Alternative: Another iOS app doing the same thing is Switcheroo Transfer. It’s entirely free to use, though more limited in scope as far as the services it supports. The user interface is also more streamlined and basic. It enables you to sign in to your Spotify account, select the playlists you want, and move them over to Apple Music. Again, you will need an active Apple Music subscription to get this working, and you’re also limited to only transferring playlists. Albums and songs don’t appear on their own.
A bunch of these services have popped up over the years, and they’ve gotten much better in that time, making this process easier than ever. You can use these from a web browser or mobile app, and maybe even a desktop app for Windows, MacOS, and Linux. For the most part, they are broken down into free and paid tiers. Free tiers may limit you to transferring one playlist at a time, as opposed to paid plans that let you move entire libraries at the drop of a hat.

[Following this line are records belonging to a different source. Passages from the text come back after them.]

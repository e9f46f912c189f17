//! Named filters usable anywhere a filter is accepted

use super::structured::StructuredFilter;

const PRESETS: &[(&str, &str)] = &[
    ("all", r#"{"op": "and", "conditions": []}"#),
    ("large_files", r#"{"field": "size", "op": ">", "value": "100M"}"#),
    ("small_files", r#"{"field": "size", "op": "<", "value": "1K"}"#),
    ("today", r#"{"field": "date", "op": "=", "value": "today"}"#),
    ("this_week", r#"{"field": "date", "op": ">=", "value": "mo"}"#),
    (
        "images",
        r#"{"field": "ext", "op": "in", "value": ["jpg", "jpeg", "png", "gif", "webp", "bmp", "svg"]}"#,
    ),
    (
        "videos",
        r#"{"field": "ext", "op": "in", "value": ["mp4", "mkv", "avi", "mov", "wmv", "flv", "webm"]}"#,
    ),
    (
        "archives",
        r#"{"field": "ext", "op": "in", "value": ["zip", "rar", "7z", "tar", "gz", "bz2", "xz"]}"#,
    ),
    (
        "documents",
        r#"{"field": "ext", "op": "in", "value": ["pdf", "doc", "docx", "xls", "xlsx", "ppt", "pptx", "txt", "md"]}"#,
    ),
    (
        "code",
        r#"{"field": "ext", "op": "in", "value": ["py", "js", "ts", "java", "c", "cpp", "h", "go", "rs", "rb"]}"#,
    ),
    ("in_archive", r#"{"field": "archive", "op": "!=", "value": ""}"#),
    ("directories", r#"{"field": "type", "op": "=", "value": "dir"}"#),
    ("files_only", r#"{"field": "type", "op": "=", "value": "file"}"#),
];

/// Preset names in display order
#[must_use]
pub fn names() -> Vec<&'static str> {
    PRESETS.iter().map(|(name, _)| *name).collect()
}

/// The JSON source of a preset, matched case-insensitively
#[must_use]
pub fn source(name: &str) -> Option<&'static str> {
    PRESETS
        .iter()
        .find(|(preset, _)| preset.eq_ignore_ascii_case(name.trim()))
        .map(|(_, json)| *json)
}

/// Look up a preset by name
#[must_use]
pub fn get(name: &str) -> Option<StructuredFilter> {
    source(name).and_then(|json| StructuredFilter::from_json(json).ok())
}

#[cfg(test)]
mod tests {
    use super::*;

    #[test]
    fn test_all_presets_parse() {
        for name in names() {
            let json = source(name).unwrap();
            assert!(StructuredFilter::from_json(json).is_ok(), "{name}");
        }
    }

    #[test]
    fn test_get_case_insensitive() {
        assert!(get("Images").is_some());
        assert!(get(" large_files ").is_some());
        assert!(get("nope").is_none());
    }

    #[test]
    fn test_preset_text() {
        assert_eq!(get("large_files").unwrap().to_string(), "size > 104857600");
        assert_eq!(get("today").unwrap().to_string(), "date = today");
        assert_eq!(get("in_archive").unwrap().to_string(), "archive != ''");
        assert_eq!(get("all").unwrap().to_string(), "true");
    }

    #[test]
    fn test_names_order() {
        let all = names();
        assert_eq!(all.first(), Some(&"all"));
        assert_eq!(all.len(), 13);
    }
}
//! Grouping and refining of a materialized result set
//!
//! [`group`] buckets records by archive, extension, or directory and keeps
//! count, total and average size per bucket. [`refine`] filters the buckets
//! with the regular filter language, restricted to the bucket symbols
//! `key`, `name`, `count`, `total_size` and `avg_size`.

use crate::filter::{EvalError, FieldSource, FilterExpression, ParseError, Value, format_size};
use crate::record::FileInfo;
use std::cmp::Ordering;
use std::collections::HashMap;
use std::fmt;

/// Key for bucket names without an extension
pub const NO_EXTENSION: &str = "(none)";
/// Directory key for relative records at the top level
pub const ROOT_DIRECTORY: &str = "(root)";

const BUCKET_SYMBOLS: &[&str] = &["key", "name", "count", "total_size", "avg_size"];

#[derive(Debug, Clone, Copy, PartialEq, Eq, Hash)]
pub enum GroupKey {
    /// Enclosing archive; plain filesystem records are skipped
    Archive,
    Ext,
    /// Parent directory, with archive members placed under `archive//dir`
    Directory,
}

impl GroupKey {
    fn key_of(self, record: &FileInfo) -> Option<String> {
        match self {
            Self::Archive => (!record.archive.is_empty()).then(|| record.archive.clone()),
            Self::Ext => {
                let ext = record.ext();
                Some(if ext.is_empty() { NO_EXTENSION.to_string() } else { ext })
            }
            Self::Directory => Some(directory_of(record)),
        }
    }
}

/// `archive//dir` for members (`archive//` at the archive's top level), the
/// parent directory otherwise
fn directory_of(record: &FileInfo) -> String {
    let path = record.path.replace('\\', "/");
    if record.in_archive() {
        let parent = path.rfind('/').map_or("", |end| &path[..end]);
        return format!("{}//{parent}", record.archive.replace('\\', "/"));
    }
    match path.rfind('/') {
        Some(0) => "/".to_string(),
        Some(end) => path[..end].to_string(),
        None => ROOT_DIRECTORY.to_string(),
    }
}

/// Aggregate over the records sharing one key
#[derive(Debug, Clone, PartialEq, Eq)]
pub struct Bucket {
    pub key: String,
    /// Last path segment of the key
    pub name: String,
    pub count: usize,
    pub total_size: u64,
    /// Integer average, rounded down
    pub avg_size: u64,
    /// Positions of the bucket's records in the grouped slice
    pub members: Vec<usize>,
}

impl Bucket {
    fn new(key: String) -> Self {
        let name = key
            .trim_end_matches('/')
            .rsplit('/')
            .next()
            .filter(|n| !n.is_empty())
            .unwrap_or(key.as_str())
            .to_string();
        Self {
            key,
            name,
            count: 0,
            total_size: 0,
            avg_size: 0,
            members: Vec::new(),
        }
    }
}

impl FieldSource for Bucket {
    fn field(&self, name: &str) -> Option<Value> {
        let value = match name.to_ascii_lowercase().as_str() {
            "key" => Value::from(self.key.as_str()),
            "name" => Value::from(self.name.as_str()),
            "count" => Value::Number(i64::try_from(self.count).unwrap_or(i64::MAX)),
            "total_size" => Value::Number(i64::try_from(self.total_size).unwrap_or(i64::MAX)),
            "avg_size" => Value::Number(i64::try_from(self.avg_size).unwrap_or(i64::MAX)),
            _ => return None,
        };
        Some(value)
    }
}

impl fmt::Display for Bucket {
    fn fmt(&self, f: &mut fmt::Formatter<'_>) -> fmt::Result {
        write!(
            f,
            "{}\t{}\t{}\t{}",
            self.key,
            self.count,
            format_size(self.total_size),
            format_size(self.avg_size)
        )
    }
}

/// Bucket `records` by `key`, in first-seen key order
#[must_use]
pub fn group(records: &[FileInfo], key: GroupKey) -> Vec<Bucket> {
    let mut positions: HashMap<String, usize> = HashMap::new();
    let mut buckets: Vec<Bucket> = Vec::new();

    for (index, record) in records.iter().enumerate() {
        let Some(bucket_key) = key.key_of(record) else {
            continue;
        };
        let slot = *positions.entry(bucket_key.clone()).or_insert_with(|| {
            buckets.push(Bucket::new(bucket_key));
            buckets.len() - 1
        });
        let bucket = &mut buckets[slot];
        bucket.count += 1;
        bucket.total_size += record.size;
        bucket.members.push(index);
    }

    for bucket in &mut buckets {
        bucket.avg_size = bucket.total_size / bucket.count.max(1) as u64;
    }
    buckets
}

/// Filter over bucket aggregates
#[derive(Debug, Clone)]
pub struct RefineFilter(FilterExpression);

impl RefineFilter {
    /// Compile a refine expression such as `count > 10 and avg_size > 1M`.
    ///
    /// # Errors
    ///
    /// Returns `ParseError` if the text does not parse or names a symbol that
    /// is not a bucket field.
    pub fn compile(text: &str) -> Result<Self, ParseError> {
        let expression = FilterExpression::compile(text)?;
        if let Some(symbol) = expression
            .symbols()
            .into_iter()
            .find(|s| !BUCKET_SYMBOLS.contains(&s.to_ascii_lowercase().as_str()))
        {
            return Err(ParseError::UnknownSymbol(symbol.to_string()));
        }
        Ok(Self(expression))
    }

    /// # Errors
    ///
    /// Returns `EvalError` on a type mismatch such as `count = 'many'`.
    pub fn matches(&self, bucket: &Bucket) -> Result<bool, EvalError> {
        self.0.test(bucket)
    }
}

impl fmt::Display for RefineFilter {
    fn fmt(&self, f: &mut fmt::Formatter<'_>) -> fmt::Result {
        fmt::Display::fmt(&self.0, f)
    }
}

/// Keep the buckets accepted by `filter`, preserving order
///
/// # Errors
///
/// Returns the first `EvalError` met.
pub fn refine(buckets: Vec<Bucket>, filter: &RefineFilter) -> Result<Vec<Bucket>, EvalError> {
    let mut kept = Vec::with_capacity(buckets.len());
    for bucket in buckets {
        if filter.matches(&bucket)? {
            kept.push(bucket);
        }
    }
    Ok(kept)
}

#[derive(Debug, Clone, Copy, PartialEq, Eq, Default)]
pub enum SortField {
    Name,
    Count,
    TotalSize,
    #[default]
    AvgSize,
}

/// Stable sort; equal buckets keep their relative order in both directions
pub fn sort_buckets(buckets: &mut [Bucket], field: SortField, descending: bool) {
    let compare = |a: &Bucket, b: &Bucket| -> Ordering {
        match field {
            SortField::Name => a.name.cmp(&b.name),
            SortField::Count => a.count.cmp(&b.count),
            SortField::TotalSize => a.total_size.cmp(&b.total_size),
            SortField::AvgSize => a.avg_size.cmp(&b.avg_size),
        }
    };
    if descending {
        buckets.sort_by(|a, b| compare(b, a));
    } else {
        buckets.sort_by(compare);
    }
}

Free Your Music is like that. Pay $15 as a one-time fee and transfer over an unlimited number of songs, playlists, and albums. Pay for a premium or lifetime subscription, and you can do more, like keep playlists in the cloud, sync music between different services, and share them, too. That means you can switch from Spotify to Apple Music, yet keep the Spotify account active (if you choose to) and have both services stay in line with each other.
Soundiiz also keeps a fair bit of its better features behind a paywall. For example, the free tier lets you transfer Spotify playlists you created, but not any that Spotify curated. You’re also limited to transferring playlists one at a time, and only if there are 200 songs or fewer in each of those playlists. Pay $4.50 per month or $36 for a full year to lift those restrictions and have way more leeway over how to curate or prepare the content you’re switching over.
Tune My Music follows a similar path. The free tier limits you to 1,000 tracks and no option to sync anything in case you’re in a situation where you want to keep Spotify and Apple Music playlists equally active and in sync. Pay $4.50 per month or $24 for the year for unlimited conversions, plus up to 20 automatic syncs.
If you did have a Spotify subscription, especially a paid one, now is the time to cancel it. After all your transfers are done, visit Spotify’s account overview webpage.
Step 1: Find the Your Plan section. Here, select the button that says Change Plan.
Step 2: Scroll down to the Cancel Spotify section, and choose Cancel Premium. Confirm that you do indeed want to cancel.
Step 3: Check your email for a confirmation message. It’s very important to get this message, or your account wasn’t actually canceled. Spotify doesn’t have much in the way of customer service, but if something goes wrong you can try contacting them and asking to speak to a human.
Step 4: Your Spotify account will not vanish, your subscription will just end. You can’t delete your Spotify account at this time (this used to be a feature, but has since changed). You can contact customer support and specifically ask that they close your account, but that’s a hit-or-miss option for now. However, you can go in and edit your email and contact information to a disposable email address, etc.